What is American Studies? That’s a question that American Studies director Lois Rudnick and the 69 undergraduate majors enrolled in the program hear a lot. But, as Rudnick and others tell skeptics, being involved in a field of study without the finite lines of one discipline can be beneficial. “It’s very rare for someone to come here from a high school and ever have heard of American Studies,” says Rudnick. “What I say is that American Studies uses every single possible discipline: politics, sociology, anthropology, popular culture, media studies, history, literature, to help examine, explain, understand, the society and culture of the United States in its historical context.” The program offers around 40 courses, which are often cross-listed with other departments. The professors teaching within the program are a reflection of the major itself, drawing from other disciplines housed within the university.
Rudnick, who has headed the American Studies program since 1983, also teaches courses for the English department. Professors Shirley Tang and Esther Kingston-Mann, both hold joint-appointments with American Studies as well as Asian American Studies and History respectively.
“We really try to honor the interdisciplinary -the way in which we try to understand the United States without disciplinary boundaries blocking our view so that we can have a rich and full understanding of why things have been the way they are, why they work the way they do,” says Rudnick of the infusion of her faculty into other departments.”We’re not drawing departmental lines around us, we’re keeping ourselves open and collaborative with other departments who teach in fields that are important to understanding US society and culture,” she says.
Rudnick contends that, like any humanities or liberal arts degree, American Studies does not prepare students for any particular profession as graduate and advanced study are necessary to do so. However, she continues that what the major does do is lay the foundation for a number of different career and academic paths.The program has attracted students interested in pursuing careers in teaching, law school, government, and non-profit work. According to Rudnick graduates have parleyed their degree into careers with the peace corps, and have even taught in international settings. “I cant’ say that American Studies is going to put you in a better position than History or Political Science or Sociology or English in terms of getting some undefined job out in the world after you receive your BA,” Rudnick tells students in her introductory courses. However, she continues that, “What it will give you is very rich, very broad, and very critical ways of understanding how this country functions, how its culture has been constructed, how race and gender issues compare with one another across the lines of different aspects of culture, of history, of society.” The introductory course in American Studies, American Identities has spun-off into a text book created for high school and college students tackling American History since 1945. Rudnick, along with contributing editors Judith Smith and Rachel Rubin, has compiled American Identities: An Introductory Reader to be distributed by Blackwell Publishers.

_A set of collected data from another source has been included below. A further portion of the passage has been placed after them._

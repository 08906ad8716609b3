//! Modifiers - middleware triggered by modify policies.
//!
//! A modifier wraps the rest of the chain. It receives the validated policy
//! argument, the principal, and the input, plus a [`Next`] handle to the
//! inner chain. It may rewrite the input, rewrite the output, call `next`
//! several times, or not call it at all.

use async_trait::async_trait;
use serde_json::Value;
use std::future::Future;
use std::sync::Arc;

use capgate_core::Principal;

use crate::chain::Link;
use crate::schema::ArgValidator;

/// What a modifier sees when it runs.
#[derive(Debug, Clone)]
pub struct ModifierContext {
    /// The policy argument after schema validation (`Null` if absent).
    pub arg: Value,
    /// The principal the invocation runs as.
    pub principal: Arc<Principal>,
    /// Input as received from the outer layer.
    pub input: Value,
}

/// Handle to the inner part of the chain.
#[derive(Clone)]
pub struct Next {
    link: Arc<Link>,
    principal: Arc<Principal>,
}

impl Next {
    pub(crate) fn new(link: Arc<Link>, principal: Arc<Principal>) -> Self {
        Self { link, principal }
    }

    /// Forward `input` to the inner chain as the current principal.
    ///
    /// # Errors
    ///
    /// Returns whatever the inner modifiers or base handler return.
    pub async fn run(&self, input: Value) -> anyhow::Result<Value> {
        Link::call(Arc::clone(&self.link), input, Arc::clone(&self.principal)).await
    }

    /// Forward `input` to the inner chain as a different principal.
    ///
    /// Authorization is not re-evaluated; the chain was built for the
    /// original principal.
    ///
    /// # Errors
    ///
    /// Returns whatever the inner modifiers or base handler return.
    pub async fn run_as(&self, input: Value, principal: Arc<Principal>) -> anyhow::Result<Value> {
        Link::call(Arc::clone(&self.link), input, principal).await
    }

    /// The principal `run` forwards as.
    #[must_use]
    pub fn principal(&self) -> &Arc<Principal> {
        &self.principal
    }
}

impl std::fmt::Debug for Next {
    fn fmt(&self, f: &mut std::fmt::Formatter<'_>) -> std::fmt::Result {
        f.debug_struct("Next")
            .field("principal", self.principal.id())
            .field("depth", &self.link.depth())
            .finish()
    }
}

/// Modifier behaviour.
///
/// Implemented for any `Fn(ModifierContext, Next) -> impl Future` closure.
#[async_trait]
pub trait ModifierHandler: Send + Sync {
    /// Run the modifier.
    ///
    /// # Errors
    ///
    /// Errors propagate unchanged to the caller of the invocation.
    async fn handle(&self, ctx: ModifierContext, next: Next) -> anyhow::Result<Value>;
}

#[async_trait]
impl<F, Fut> ModifierHandler for F
where
    F: Fn(ModifierContext, Next) -> Fut + Send + Sync,
    Fut: Future<Output = anyhow::Result<Value>> + Send + 'static,
{
    async fn handle(&self, ctx: ModifierContext, next: Next) -> anyhow::Result<Value> {
        self(ctx, next).await
    }
}

/// A modifier declared by a resource.
#[derive(Clone)]
pub struct Modifier {
    arg_schema: Option<Arc<dyn ArgValidator>>,
    handler: Arc<dyn ModifierHandler>,
}

impl Modifier {
    /// Create a modifier from a closure.
    #[must_use]
    pub fn new<F, Fut>(handler: F) -> Self
    where
        F: Fn(ModifierContext, Next) -> Fut + Send + Sync + 'static,
        Fut: Future<Output = anyhow::Result<Value>> + Send + 'static,
    {
        Self::from_handler(Arc::new(handler))
    }

    /// Create a modifier from a shared handler.
    #[must_use]
    pub fn from_handler(handler: Arc<dyn ModifierHandler>) -> Self {
        Self {
            arg_schema: None,
            handler,
        }
    }

    /// Require policy arguments to pass `validator`.
    #[must_use]
    pub fn with_arg_schema(mut self, validator: impl ArgValidator + 'static) -> Self {
        self.arg_schema = Some(Arc::new(validator));
        self
    }

    /// The argument validator, if any.
    #[must_use]
    pub fn arg_schema(&self) -> Option<&Arc<dyn ArgValidator>> {
        self.arg_schema.as_ref()
    }

    pub(crate) fn handler(&self) -> &Arc<dyn ModifierHandler> {
        &self.handler
    }
}

impl std::fmt::Debug for Modifier {
    fn fmt(&self, f: &mut std::fmt::Formatter<'_>) -> std::fmt::Result {
        f.debug_struct("Modifier")
            .field("has_arg_schema", &self.arg_schema.is_some())
            .finish_non_exhaustive()
    }
}
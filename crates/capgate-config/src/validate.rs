//! Configuration validation.
//!
//! Validates that deserialized [`Config`](crate::Config) values are within
//! acceptable ranges and that cross-field invariants hold.

use std::collections::HashSet;

use capgate_core::Policy;

use crate::error::{ConfigError, ConfigResult};
use crate::types::Config;

/// Validate a deserialized configuration.
///
/// # Errors
///
/// Returns the first validation error found.
pub fn validate(config: &Config) -> ConfigResult<()> {
    validate_logging(config)?;
    validate_audit(config)?;
    validate_principals(config)?;
    Ok(())
}

fn validate_logging(config: &Config) -> ConfigResult<()> {
    let level = config.logging.level.trim();
    if level.is_empty() {
        return Err(ConfigError::validation(
            "logging.level",
            "log level must not be empty",
        ));
    }

    let valid_levels = ["trace", "debug", "info", "warn", "error"];
    if !valid_levels.contains(&level.to_ascii_lowercase().as_str()) {
        return Err(ConfigError::validation(
            "logging.level",
            format!(
                "unsupported log level '{}'; expected one of: {}",
                config.logging.level,
                valid_levels.join(", ")
            ),
        ));
    }

    let valid_formats = ["pretty", "compact", "json", "full"];
    let format = config.logging.format.trim().to_ascii_lowercase();
    if !valid_formats.contains(&format.as_str()) {
        return Err(ConfigError::validation(
            "logging.format",
            format!(
                "unsupported log format '{}'; expected one of: {}",
                config.logging.format,
                valid_formats.join(", ")
            ),
        ));
    }

    Ok(())
}

fn validate_audit(config: &Config) -> ConfigResult<()> {
    let audit = &config.audit;
    if audit.enabled && audit.sink.uses_memory() && audit.memory_capacity == 0 {
        return Err(ConfigError::validation(
            "audit.memory_capacity",
            format!(
                "memory sink selected (sink = \"{}\") but capacity is 0",
                audit.sink
            ),
        ));
    }
    Ok(())
}

fn validate_principals(config: &Config) -> ConfigResult<()> {
    let mut seen = HashSet::new();

    for (index, principal) in config.principals.iter().enumerate() {
        let field = format!("principals[{index}]");

        if principal.id.trim().is_empty() {
            return Err(ConfigError::validation(
                format!("{field}.id"),
                "principal id must not be empty",
            ));
        }
        if !seen.insert(principal.id.as_str()) {
            return Err(ConfigError::validation(
                format!("{field}.id"),
                format!("duplicate principal id '{}'", principal.id),
            ));
        }

        for (policy_index, policy) in principal.policies.iter().enumerate() {
            validate_policy(&format!("{field}.policies[{policy_index}]"), policy)?;
        }
    }

    Ok(())
}

fn validate_policy(field: &str, policy: &Policy) -> ConfigResult<()> {
    if policy.resource_pattern().is_empty() {
        return Err(ConfigError::validation(
            format!("{field}.resource"),
            "resource pattern must not be empty",
        ));
    }
    if policy.action_pattern().is_empty() {
        return Err(ConfigError::validation(
            format!("{field}.action"),
            "action pattern must not be empty",
        ));
    }
    if let Some((modifier, _)) = policy.modifier()
        && modifier.trim().is_empty()
    {
        return Err(ConfigError::validation(
            format!("{field}.modifier"),
            "modify policy must name a modifier",
        ));
    }
    Ok(())
}
impl BoundInvocation {
    pub(crate) fn new(
        resource: Arc<Resource>,
        principal: Arc<Principal>,
        evaluator: PolicyEvaluator,
        access_log: Arc<dyn AccessLogger>,
    ) -> Self {
        Self {
            resource,
            principal,
            evaluator,
            access_log,
        }
    }

    /// The bound resource.
    #[must_use]
    pub fn resource(&self) -> &Arc<Resource> {
        &self.resource
    }

    /// The principal snapshot this invocation runs as.
    #[must_use]
    pub fn principal(&self) -> &Arc<Principal> {
        &self.principal
    }

    /// Authorize and run the resource on `input`.
    ///
    /// # Errors
    ///
    /// - [`InvokeError::InvalidInput`] if the input fails the resource's input schema
    /// - [`InvokeError::Unauthorized`] if authorization fails
    /// - [`InvokeError::Handler`] if a modifier or the base handler fails
    /// - [`InvokeError::InvalidOutput`] if the output fails the output schema
    pub async fn call(&self, input: Value) -> InvokeResult<Value> {
        let invocation = InvocationId::new();
        let input = self.check_input(input)?;
        let chain = self.authorize(invocation, &input)?;

        tracing::debug!(
            invocation = %invocation,
            resource = %self.resource.code(),
            modifiers = chain.depth(),
            "Executing middleware chain"
        );

        let output = chain.execute(input).await.map_err(InvokeError::Handler)?;
        self.check_output(output)
    }

    /// Wrap this invocation with typed input and output.
    #[must_use]
    pub fn typed<I, O>(self) -> TypedInvocation<I, O>
    where
        I: Serialize,
        O: DeserializeOwned,
    {
        TypedInvocation {
            inner: self,
            _marker: PhantomData,
        }
    }

    fn check_input(&self, input: Value) -> InvokeResult<Value> {
        match self.resource.input_schema() {
            Some(schema) => schema
                .validate(&input)
                .map_err(|violation| InvokeError::InvalidInput {
                    resource: self.resource.code().to_string(),
                    detail: violation.to_string(),
                }),
            None => Ok(input),
        }
    }

    fn check_output(&self, output: Value) -> InvokeResult<Value> {
        match self.resource.output_schema() {
            Some(schema) => schema
                .validate(&output)
                .map_err(|violation| InvokeError::InvalidOutput {
                    resource: self.resource.code().to_string(),
                    detail: violation.to_string(),
                }),
            None => Ok(output),
        }
    }

    fn authorize(&self, invocation: InvocationId, input: &Value) -> InvokeResult<MiddlewareChain> {
        let required = self.resource.required_actions(input);
        let policies = self.principal.policies();

        let evaluation = match self.evaluator.evaluate(policies, &required) {
            Ok(evaluation) => evaluation,
            Err(err) => {
                self.audit_denial(invocation, &err, &[]);
                tracing::warn!(
                    invocation = %invocation,
                    principal = %self.principal.id(),
                    resource = %self.resource.code(),
                    reason = %err.reason(),
                    "Invocation not authorized"
                );
                return Err(err.into());
            },
        };

        let chain = match MiddlewareChain::build(
            &self.resource,
            evaluation.matched(),
            Arc::clone(&self.principal),
        ) {
            Ok(chain) => chain,
            Err(err) => {
                if let AuthorizationError::InvalidModifierArg { detail, .. } = &err {
                    tracing::warn!(
                        invocation = %invocation,
                        resource = %self.resource.code(),
                        detail = %detail,
                        "Modify policy argument rejected"
                    );
                }
                let modify: Vec<&Policy> = evaluation.modify_policies().collect();
                self.audit_denial(invocation, &err, &modify);
                return Err(err.into());
            },
        };

        self.audit_grant(invocation, &evaluation);
        Ok(chain)
    }

    fn record(&self, invocation: InvocationId, decision: AccessDecision) -> AccessRecord {
        AccessRecord::resource_level(
            invocation,
            self.principal.id().clone(),
            self.resource.code(),
            decision,
        )
    }

    fn audit_grant(&self, invocation: InvocationId, evaluation: &Evaluation<'_, '_>) {
        if evaluation.coverage().is_empty() {
            emit(
                self.access_log.as_ref(),
                self.record(invocation, AccessDecision::Allowed),
            );
            return;
        }

        for coverage in evaluation.coverage() {
            let decision = if coverage.is_filtered() {
                AccessDecision::Filtered
            } else {
                AccessDecision::Allowed
            };
            let record = AccessRecord::new(
                invocation,
                self.principal.id().clone(),
                self.resource.code(),
                coverage.action.path.clone(),
                coverage.action.action.clone(),
                decision,
            )
            .with_policies(coverage.policies.iter().copied().cloned().collect());
            emit(self.access_log.as_ref(), record);
        }
    }

    fn audit_denial(&self, invocation: InvocationId, err: &AuthorizationError, policies: &[&Policy]) {
        let reason = err.reason();
        let owned = || policies.iter().copied().cloned().collect::<Vec<_>>();

        match err {
            AuthorizationError::Denied { policy, action } => {
                let record = AccessRecord::new(
                    invocation,
                    self.principal.id().clone(),
                    self.resource.code(),
                    action.path.clone(),
                    action.action.clone(),
                    AccessDecision::Denied,
                )
                .with_policies(vec![(**policy).clone()])
                .with_reason(reason);
                emit(self.access_log.as_ref(), record);
            },
            AuthorizationError::Unmatched { unmatched } => {
                for action in unmatched {
                    let record = AccessRecord::new(
                        invocation,
                        self.principal.id().clone(),
                        self.resource.code(),
                        action.path.clone(),
                        action.action.clone(),
                        AccessDecision::Denied,
                    )
                    .with_reason(DenialReason::Unmatched);
                    emit(self.access_log.as_ref(), record);
                }
            },
            AuthorizationError::ResourceNotFound { .. }
            | AuthorizationError::UnknownModifier { .. }
            | AuthorizationError::InvalidModifierArg { .. } => {
                let record = self
                    .record(invocation, AccessDecision::Denied)
                    .with_policies(owned())
                    .with_reason(reason);
                emit(self.access_log.as_ref(), record);
            },
        }
    }
}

The material for the text includes music, photography, literature, and pop cultural references. The text, due for release next fall, was accumulated through teaching the course not only at UMass Boston, but in a collaboration with a Cambridge Rindge and Latin program that allows high school students to earn college credit while taking the course. “The American Studies Founder’s Award” is now offered for American Studies majors at UMB. The $350 award is sponsored by former English professor and founder of American Studies at UMass Boston, Seymour Katz. It will be given this May to a student who has demonstrated outstanding work within the program and secured the recommendation of at least two of the faculty. Along with the addition of the founder’s award, the program is also in the process of hiring a new faculty member to replace the void left in the African American history and culture realm of the program with the loss of Professor Deborah Whaley two years ago.
Rudnick is excited to welcome the new addition to the American Studies program. She is proud of the intellectual excitement and commitment of the faculty involved with the American Studies program. “We’re very hands on,” she says. “The mentoring here, I think, is very good. I meet almost every student who becomes a major…If you call up, you’ve got a problem, I’ll deal with it.”